Alexius desired to visit the cities on or near the Bosphorus in order to establish his authority and receive their submission, and for sixteen hundred gold crowns a portion of the troops was sent with him. The expedition had but a questionable success, and on his return, early in November, he found that a party of foreign soldiers, when excited by wine, had attacked a Jewish quarter and burst open a synagogue.

Naturally a fierce fight ensued; and some Flemings, in order to cover their retreat, set several houses on fire. A frightful conflagration resulted; for eight days the fire raged, and when at last it was extinguished, a third of the Byzantine capital no longer existed. Several ships in the port had burned to the water's edge; the number of churches and palaces as well as more humble dwelling-houses, the amount of merchandise and other wealth that had been destroyed, was unknown and unknowable. The district burned was the most populous of the city, and the hatred of the Latins was so much increased that about fifteen thousand colonists, who had before lived quietly in the midst of the Greeks, now fled to Pera to be under the protection of the allies. The whole condition of affairs was most alarming, both for the Greeks and the Latins, and but a spark was needed to kindle another sort of fire that would destroy thousands of lives as well as the city and its wealth.

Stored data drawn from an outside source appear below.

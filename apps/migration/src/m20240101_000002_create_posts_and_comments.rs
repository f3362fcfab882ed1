use sea_orm_migration::prelude::*;

use crate::m20240101_000001_create_accounts_and_taxonomy::{Categories, Locations, Users};

#[derive(DeriveMigrationName)]
pub struct Migration;

#[async_trait::async_trait]
impl MigrationTrait for Migration {
    async fn up(&self, manager: &SchemaManager) -> Result<(), DbErr> {
        manager
            .create_table(
                Table::create()
                    .table(Posts::Table)
                    .if_not_exists()
                    .col(
                        ColumnDef::new(Posts::Id)
                            .big_integer()
                            .not_null()
                            .auto_increment()
                            .primary_key(),
                    )
                    .col(ColumnDef::new(Posts::AuthorId).big_integer().not_null())
                    .col(ColumnDef::new(Posts::CategoryId).big_integer().null())
                    .col(ColumnDef::new(Posts::LocationId).big_integer().null())
                    .col(ColumnDef::new(Posts::Title).string_len(256).not_null())
                    .col(ColumnDef::new(Posts::Text).text().not_null())
                    .col(
                        ColumnDef::new(Posts::PubDate)
                            .timestamp_with_time_zone()
                            .not_null(),
                    )
                    .col(
                        ColumnDef::new(Posts::IsPublished)
                            .boolean()
                            .not_null()
                            .default(true),
                    )
                    .col(ColumnDef::new(Posts::Image).string().null())
                    .col(
                        ColumnDef::new(Posts::CreatedAt)
                            .timestamp_with_time_zone()
                            .not_null()
                            .default(Expr::current_timestamp()),
                    )
                    .foreign_key(
                        ForeignKey::create()
                            .name("fk_posts_author")
                            .from(Posts::Table, Posts::AuthorId)
                            .to(Users::Table, Users::Id)
                            .on_delete(ForeignKeyAction::Cascade),
                    )
                    .foreign_key(
                        ForeignKey::create()
                            .name("fk_posts_category")
                            .from(Posts::Table, Posts::CategoryId)
                            .to(Categories::Table, Categories::Id)
                            .on_delete(ForeignKeyAction::SetNull),
                    )
                    .foreign_key(
                        ForeignKey::create()
                            .name("fk_posts_location")
                            .from(Posts::Table, Posts::LocationId)
                            .to(Locations::Table, Locations::Id)
                            .on_delete(ForeignKeyAction::SetNull),
                    )
                    .to_owned(),
            )
            .await?;

        manager
            .create_index(
                Index::create()
                    .name("idx_posts_pub_date")
                    .table(Posts::Table)
                    .col(Posts::PubDate)
                    .to_owned(),
            )
            .await?;

        manager
            .create_index(
                Index::create()
                    .name("idx_posts_author")
                    .table(Posts::Table)
                    .col(Posts::AuthorId)
                    .to_owned(),
            )
            .await?;

        manager
            .create_table(
                Table::create()
                    .table(Comments::Table)
                    .if_not_exists()
                    .col(
                        ColumnDef::new(Comments::Id)
                            .big_integer()
                            .not_null()
                            .auto_increment()
                            .primary_key(),
                    )
                    .col(ColumnDef::new(Comments::PostId).big_integer().not_null())
                    .col(ColumnDef::new(Comments::AuthorId).big_integer().not_null())
                    .col(ColumnDef::new(Comments::Text).text().not_null())
                    .col(
                        ColumnDef::new(Comments::CreatedAt)
                            .timestamp_with_time_zone()
                            .not_null()
                            .default(Expr::current_timestamp()),
                    )
                    .foreign_key(
                        ForeignKey::create()
                            .name("fk_comments_post")
                            .from(Comments::Table, Comments::PostId)
                            .to(Posts::Table, Posts::Id)
                            .on_delete(ForeignKeyAction::Cascade),
                    )
                    .foreign_key(
                        ForeignKey::create()
                            .name("fk_comments_author")
                            .from(Comments::Table, Comments::AuthorId)
                            .to(Users::Table, Users::Id)
                            .on_delete(ForeignKeyAction::Cascade),
                    )
                    .to_owned(),
            )
            .await?;

        manager
            .create_index(
                Index::create()
                    .name("idx_comments_post_created")
                    .table(Comments::Table)
                    .col(Comments::PostId)
                    .col(Comments::CreatedAt)
                    .to_owned(),
            )
            .await
    }

    async fn down(&self, manager: &SchemaManager) -> Result<(), DbErr> {
        manager
            .drop_table(Table::drop().table(Comments::Table).to_owned())
            .await?;
        manager
            .drop_table(Table::drop().table(Posts::Table).to_owned())
            .await
    }
}

#[derive(DeriveIden)]
enum Posts {
    Table,
    Id,
    AuthorId,
    CategoryId,
    LocationId,
    Title,
    Text,
    PubDate,
    IsPublished,
    Image,
    CreatedAt,
}

#[derive(DeriveIden)]
enum Comments {
    Table,
    Id,
    PostId,
    AuthorId,
    Text,
    CreatedAt,
}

The conduct of Alexius began plainly to show his double dealing. The Latins and their reminders of his promises were treated with such indifference as excited their rage and alarm. At length they lost all patience, and in January, 1204, sent an embassy of three noble Frenchmen and as many Venetians to demand anew from the two Emperors the fulfilment of their contract, and to add that the Doge and the barons had resolved to take by force what was not peacefully given them.